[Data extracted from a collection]
//! ---
//! keel_section: "03-persistence"
//! keel_subsection: "integration-tests"
//! keel_type: "source"
//! keel_scope: "code"
//! keel_description: "Persistence abstractions and storage bindings."
//! keel_version: "v0.0.0-prealpha"
//! keel_owner: "tbd"
//! ---
//! Every adapter must satisfy the same read/write contract.

use std::sync::Arc;
use std::thread;

use keel_common::{Topic, Version};
use keel_persistence::{
    JsonFileLifecycleStore, JsonFileVersionStore, LifecycleState, LifecycleStore,
    MemoryLifecycleStore, MemoryVersionStore, VersionStore,
};
use tempfile::tempdir;

fn version_contract(store: &dyn VersionStore) {
    let db = Topic::namespaced("app", "db");
    assert!(store.read(&db).unwrap().is_origin(), "absent topic reads as origin");
    assert!(store.topics().unwrap().is_empty());

    store.write(&db, &Version::new("1.2.0")).unwrap();
    store.write(&"cache".into(), &Version::new("0.3")).unwrap();
    store.write(&db, &Version::new("1.3.0")).unwrap();
    assert_eq!(store.read(&db).unwrap().as_str(), "1.3.0");
    assert_eq!(store.topics().unwrap(), vec![db.clone(), Topic::from("cache")]);
}

fn lifecycle_contract(store: &dyn LifecycleStore) {
    let db = Topic::from("db");
    assert_eq!(store.read(&db).unwrap(), LifecycleState::default());

    store.write(&db, LifecycleState::SET_UP).unwrap();
    assert!(store.read(&db).unwrap().setup_complete);
    store.write(&db, LifecycleState::CLEANED_UP).unwrap();
    let state = store.read(&db).unwrap();
    assert!(state.cleanup_complete && !state.setup_complete);
    assert_eq!(store.topics().unwrap(), vec![db]);
}

#[test]
fn memory_version_store_contract() {
    version_contract(&MemoryVersionStore::new());
}

#[test]
fn json_version_store_contract() {
    let dir = tempdir().unwrap();
    version_contract(&JsonFileVersionStore::new(dir.path().join("versions.json")));
}

#[test]
fn memory_lifecycle_store_contract() {
    lifecycle_contract(&MemoryLifecycleStore::new());
}

#[test]
fn json_lifecycle_store_contract() {
    let dir = tempdir().unwrap();
    lifecycle_contract(&JsonFileLifecycleStore::new(dir.path().join("nested/lifecycle.json")));
}

#[test]
fn json_store_serialises_concurrent_writers() {
    let dir = tempdir().unwrap();
    let store = Arc::new(JsonFileVersionStore::new(dir.path().join("versions.json")));
    let handles: Vec<_> = (0..8)
        .map(|i| {
            let store = store.clone();
            thread::spawn(move || {
                store
                    .write(&Topic::new(format!("topic-{i}")), &Version::new(format!("{i}.0")))
                    .unwrap();
            })
        })
        .collect();
    for handle in handles {
        handle.join().unwrap();
    }
    assert_eq!(store.topics().unwrap().len(), 8);
    assert_eq!(store.read(&"topic-7".into()).unwrap(), Version::new("7"));
}
//! ---
//! keel_section: "05-lifecycle-orchestration"
//! keel_subsection: "module"
//! keel_type: "source"
//! keel_scope: "code"
//! keel_description: "Dependency-aware lifecycle engine for runtime modules."
//! keel_version: "v0.0.0-prealpha"
//! keel_owner: "tbd"
//! ---
#![warn(missing_docs)]

//! Brings a graph of interdependent modules into a consistent state.
//!
//! One-time resource creation (`setup`/`cleanup`) is tracked in a
//! [`LifecycleStore`](keel_persistence::LifecycleStore) and survives restarts;
//! per-boot activation (`start`/`stop`) is tracked in memory only.

use keel_common::Topic;
use keel_persistence::StoreError;

pub mod engine;
pub mod ledger;
pub mod metrics;
pub mod module;
pub mod registry;
pub mod report;
pub mod resolver;

pub use engine::{EngineConfig, LifecycleEngine};
pub use keel_common::MissingActionPolicy;
pub use ledger::ErrorRecord;
pub use metrics::LifecycleMetrics;
pub use module::{ModuleAction, ModuleSpec, Phase};
pub use registry::ModuleRegistry;
pub use report::{ModuleInfo, ModuleState, ModuleStatus, SystemStatus};
pub use resolver::{topological_order, DependencyGraph};

/// Result alias used throughout the lifecycle crate.
pub type Result<T> = std::result::Result<T, LifecycleError>;

/// Errors raised by the module registry, the resolver, and the engine.
#[derive(Debug, thiserror::Error)]
pub enum LifecycleError {
    /// The operation referenced a topic that was never registered.
    #[error("module {0} is not registered")]
    ModuleNotRegistered(Topic),
    /// A declared dependency is absent from the registry.
    #[error("module {topic} depends on unregistered module {dependency}")]
    MissingDependency {
        /// Module declaring the dependency.
        topic: Topic,
        /// The absent dependency.
        dependency: Topic,
    },
    /// Topological resolution could not order these modules.
    #[error("circular dependency among modules: {}", join_topics(.unresolved))]
    CircularDependency {
        /// Modules left unordered, in registration order.
        unresolved: Vec<Topic>,
    },
    /// `setup`/`cleanup` was called without a lifecycle store bound.
    #[error("no lifecycle store configured")]
    NoStoreConfigured,
    /// A registration failed structural validation.
    #[error("invalid module spec for {topic}: {reason}")]
    InvalidModuleSpec {
        /// Module being registered.
        topic: Topic,
        /// What was wrong with it.
        reason: String,
    },
    /// Strict policy: `setup` requested for a module without a setup action.
    #[error("module {0} has no setup function")]
    ModuleHasNoSetupFunction(Topic),
    /// Strict policy: `cleanup` requested for a module without a cleanup action.
    #[error("module {0} has no cleanup function")]
    ModuleHasNoCleanupFunction(Topic),
    /// A module's setup, start, stop, or cleanup action failed.
    #[error("{phase} action for module {topic} failed")]
    ActionFailed {
        /// Module whose action failed.
        topic: Topic,
        /// Which action failed.
        phase: Phase,
        /// Error returned by the action.
        #[source]
        source: anyhow::Error,
    },
    /// The lifecycle store failed.
    #[error("store error: {0}")]
    Store(#[from] StoreError),
}

impl LifecycleError {
    /// Validation errors are raised before any action runs and are never
    /// written to the error ledger.
    pub fn is_validation(&self) -> bool {
        !matches!(
            self,
            LifecycleError::ActionFailed { .. } | LifecycleError::Store(_)
        )
    }

    /// Phase of the failing action, for action failures.
    pub fn phase(&self) -> Option<Phase> {
        match self {
            LifecycleError::ActionFailed { phase, .. } => Some(*phase),
            _ => None,
        }
    }
}

fn join_topics(topics: &[Topic]) -> String {
    topics
        .iter()
        .map(Topic::as_str)
        .collect::<Vec<_>>()
        .join(", ")
}

#[cfg(test)]
mod tests {
    use super::*;

    #[test]
    fn circular_dependency_names_every_module() {
        let err = LifecycleError::CircularDependency {
            unresolved: vec!["a".into(), "b".into(), "c".into()],
        };
        assert_eq!(err.to_string(), "circular dependency among modules: a, b, c");
        assert!(err.is_validation());
    }

    #[test]
    fn action_failures_are_not_validation() {
        let err = LifecycleError::ActionFailed {
            topic: "db".into(),
            phase: Phase::Start,
            source: anyhow::anyhow!("port in use"),
        };
        assert_eq!(err.to_string(), "start action for module db failed");
        assert_eq!(err.phase(), Some(Phase::Start));
        assert!(!err.is_validation());
    }
}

→ Problem description
The answer is a portion of the data. Write out exactly the line with "and are never" and all lines after it.

→ Task answer
    /// Validation errors are raised before any action runs and are never
    /// written to the error ledger.
    pub fn is_validation(&self) -> bool {
        !matches!(
            self,
            LifecycleError::ActionFailed { .. } | LifecycleError::Store(_)
        )
    }

    /// Phase of the failing action, for action failures.
    pub fn phase(&self) -> Option<Phase> {
        match self {
            LifecycleError::ActionFailed { phase, .. } => Some(*phase),
            _ => None,
        }
    }
}

fn join_topics(topics: &[Topic]) -> String {
    topics
        .iter()
        .map(Topic::as_str)
        .collect::<Vec<_>>()
        .join(", ")
}

#[cfg(test)]
mod tests {
    use super::*;

    #[test]
    fn circular_dependency_names_every_module() {
        let err = LifecycleError::CircularDependency {
            unresolved: vec!["a".into(), "b".into(), "c".into()],
        };
        assert_eq!(err.to_string(), "circular dependency among modules: a, b, c");
        assert!(err.is_validation());
    }

    #[test]
    fn action_failures_are_not_validation() {
        let err = LifecycleError::ActionFailed {
            topic: "db".into(),
            phase: Phase::Start,
            source: anyhow::anyhow!("port in use"),
        };
        assert_eq!(err.to_string(), "start action for module db failed");
        assert_eq!(err.phase(), Some(Phase::Start));
        assert!(!err.is_validation());
    }
}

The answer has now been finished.